Historically, booms and busts are what the market does, go back over the last 150 years, since the end of the American Civil War - you'll see a boom, following by a bust - the Federal Reserve and the changes enacted in the aftermath of the depression has dampened it a fair bit, but it still happens - and could happen just like it did before.
Our financial system is very very fragile, and like a chain stitch, one loose thread in the wrong place, and the whole thing could unwind - thats the problem. So Remember in the end, a wave of bank failures are what made the depression last a decade, not just the recession itself.
I never said "permanent prosperity" anywhere in my comment. Of course the market has boom and bust cycles. Will the market pull back sometime in the near future? Probably.
However, it just doesn't matter for anybody with an investment horizon over 10 years. The gravity of the markets is upward. Timing the broad market consistently is statistically impossible.
The subprime mortgage crisis was statistically a once in a lifetime drop, only comparable to 1929. It's occurance was due to a fundamental flaw in the system. It wasn't part of the standard "pattern of the market." Everybody sitting on the sidelines waiting for the next flaw to rear its head will likely decompose before that happens.
The size of your future returns directly correlates to the amount of risk you are taking. If you are on the sidelines it's a statistical certainty you'll get destroyed by inflation.

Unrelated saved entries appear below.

//! Index naming and matching.
//!
//! Layout: `activities__feed_id_<unique_id>__date_<YYYY-MM-DD>__timestamp_<unix-sec>__batch_id_<10 hex>__`
//!
//! The alias itself is the literal name `activities`; only index names start
//! with the longer `activities_` prefix that [`list_indexes`][super::gateway::SearchGateway::list_indexes]
//! filters on.

use chrono::{DateTime, Utc};
use rand::Rng;

pub const ALIAS: &str = "activities";

/// Everything else generated by us shares this prefix; the bare alias name
/// never does (it has no trailing underscore).
pub const INDEX_PREFIX: &str = "activities_";

/// Generate a fresh, collision-resistant index name for `feed_id` at `now`.
pub fn new_index_name(feed_id: &str, now: DateTime<Utc>) -> String {
    let batch_id: String = {
        let mut rng = rand::thread_rng();
        (0..10)
            .map(|_| std::char::from_digit(rng.gen_range(0..16), 16).unwrap())
            .collect()
    };
    format!(
        "activities__feed_id_{feed_id}__date_{}__timestamp_{}__batch_id_{batch_id}__",
        now.format("%Y-%m-%d"),
        now.timestamp(),
    )
}

/// The substring that uniquely identifies an index as belonging to `feed_id`.
pub fn feed_marker(feed_id: &str) -> String {
    format!("activities__feed_id_{feed_id}__")
}

/// Does `index_name` belong to `feed_id`?
pub fn matches_feed(index_name: &str, feed_id: &str) -> bool {
    index_name.contains(&feed_marker(feed_id))
}

/// Does `index_name` belong to any of `feed_ids`?
pub fn matches_any_feed<'a>(index_name: &str, feed_ids: impl IntoIterator<Item = &'a str>) -> bool {
    feed_ids.into_iter().any(|id| matches_feed(index_name, id))
}

/// Glob-style pattern used by `alias_flip`'s remove-by-pattern action: every
/// index that could ever have been live for this feed.
pub fn feed_alias_removal_pattern(feed_id: &str) -> String {
    format!("{}*", feed_marker(feed_id))
}

#[cfg(test)]
mod tests {
    use super::*;
    use chrono::TimeZone;

    fn fixed_time() -> DateTime<Utc> {
        Utc.with_ymd_and_hms(2026, 7, 30, 12, 0, 0).unwrap()
    }

    #[test]
    fn generated_name_matches_its_own_feed() {
        let name = new_index_name("F1", fixed_time());
        assert!(matches_feed(&name, "F1"));
        assert!(!matches_feed(&name, "F2"));
    }

    #[test]
    fn generated_name_has_expected_layout() {
        let name = new_index_name("F1", fixed_time());
        assert!(name.starts_with("activities__feed_id_F1__date_2026-07-30__timestamp_"));
        assert!(name.ends_with("__"));
    }

    #[test]
    fn two_names_for_same_feed_differ() {
        let a = new_index_name("F1", fixed_time());
        let b = new_index_name("F1", fixed_time());
        assert_ne!(a, b);
    }

    #[test]
    fn feed_marker_is_not_a_substring_of_unrelated_feed_ids() {
        // F1 must not accidentally match an index for F10, F11, ...
        assert!(!matches_feed("activities__feed_id_F10__date_x__", "F1"));
    }
}
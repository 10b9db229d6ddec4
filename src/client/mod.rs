// Copyright (c) 2025-2026 Adrian Robinson. Licensed under the AGPL-3.0.
// See LICENSE file in the project root for full license text.

//! Backend client.
//!
//! [`BackendClient`] talks to an Elasticsearch-compatible REST backend:
//! index admin, document admin, bulk ingestion, and query execution. All
//! operations are stateless request/response calls over a shared
//! `reqwest::Client` (connection-pooled, safe for concurrent use, cheap to
//! clone).
//!
//! # Idempotent semantics
//!
//! - `create_index` is a no-op when the index already exists
//! - `delete_index` and `delete` are no-ops when the target is absent
//!
//! Every call is bounded by the configured request timeout and fails with
//! [`SyncError::Connection`] on transport problems; the client never
//! retries.
//!
//! # Example
//!
//! ```rust,no_run
//! use search_sync::{BackendClient, SearchSyncConfig};
//!
//! # async fn example() -> Result<(), search_sync::SyncError> {
//! let client = BackendClient::connect(&SearchSyncConfig::default())?;
//! assert!(!client.index_exists("users").await?);
//! # Ok(())
//! # }
//! ```

mod documents;
mod indices;
mod query;

pub use documents::BulkOutcome;

use std::time::Duration;

use reqwest::Response;

use crate::config::SearchSyncConfig;
use crate::error::SyncError;

/// HTTP client handle for the search backend.
///
/// Constructed explicitly and passed where needed; there is no ambient
/// global client. Clone shares the underlying connection pool.
#[derive(Debug, Clone)]
pub struct BackendClient {
    http: reqwest::Client,
    base_url: String,
}

impl BackendClient {
    /// Build a client from config. Does not contact the backend; the first
    /// operation does.
    pub fn connect(config: &SearchSyncConfig) -> Result<Self, SyncError> {
        let http = reqwest::Client::builder()
            .timeout(Duration::from_millis(config.request_timeout_ms))
            .build()
            .map_err(|e| SyncError::Connection(e.to_string()))?;

        Ok(Self {
            http,
            base_url: config.base_url(),
        })
    }

    /// Base URL this client targets.
    pub fn base_url(&self) -> &str {
        &self.base_url
    }

    pub(crate) fn url(&self, path: &str) -> String {
        format!("{}/{}", self.base_url, path)
    }

    pub(crate) fn http(&self) -> &reqwest::Client {
        &self.http
    }

    /// Turn a non-success response into a rejection error, preserving the
    /// backend body verbatim for diagnostics.
    pub(crate) async fn rejection(response: Response) -> SyncError {
        let status = response.status().as_u16();
        let detail = response.text().await.unwrap_or_default();
        SyncError::BackendRejection { status, detail }
    }
}
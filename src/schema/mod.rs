// Copyright (c) 2025-2026 Adrian Robinson. Licensed under the AGPL-3.0.
// See LICENSE file in the project root for full license text.

//! Index schema construction.
//!
//! Combines a process-wide analyzer catalog with a per-entity field
//! declaration into an immutable [`IndexDescriptor`], the creation body
//! sent to the backend.
//!
//! ```text
//! AnalyzerCatalog (tokenizer + filter chains)
//!         +
//! FieldDeclaration list (type, analyzer, search_analyzer)
//!         │
//!         ▼
//! build_index_descriptor()  ──►  IndexDescriptor { settings, mappings }
//! ```
//!
//! Analyzer names are validated eagerly here: a declaration referencing an
//! analyzer the catalog does not define fails with a configuration error at
//! descriptor-build time, never at query time.
//!
//! # Example
//!
//! ```
//! use search_sync::SearchSyncConfig;
//! use search_sync::schema::{build_index_descriptor, AnalyzerCatalog, FieldDeclaration};
//!
//! let catalog = AnalyzerCatalog::builtin(&SearchSyncConfig::default());
//! let fields = vec![
//!     FieldDeclaration::text("name")
//!         .analyzer("autocomplete")
//!         .search_analyzer("autocomplete_search"),
//!     FieldDeclaration::integer("age"),
//! ];
//!
//! let descriptor = build_index_descriptor("users", &fields, &catalog).unwrap();
//! assert_eq!(descriptor.name, "users");
//! ```

mod analyzer;
mod descriptor;

pub use analyzer::{AnalyzerCatalog, AnalyzerSpec, TokenFilter};
pub use descriptor::{build_index_descriptor, FieldDeclaration, FieldType, IndexDescriptor};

Isn't logarithmic scale tool for showing exponential growth as linear? So doing it is not making growth linear. It is still exponential or I do not understand your argument.
I'm not saying it's changing the exponential nature of the market. It's just more properly displaying the data for human interpretation. Looking at a linear chart of historical price data will cause you to make bad decisions.
A linear y-axis is terrible for viewing historical market data because you can't compare percent changes across historical periods. Because the price of the market has grown exponentially, any movement in 1929 for example looks like a minor blip in comparison to anything happening in present day (due to the exponential price appreciation).
On a log scale, you can see that movement in the proper context compared to 2000 and 2007.
So the logarithmic scale is just an approximation of this "price appreciation" or whatever - wouldn't a better solution be to weigh the market data by it and still use a linear chart?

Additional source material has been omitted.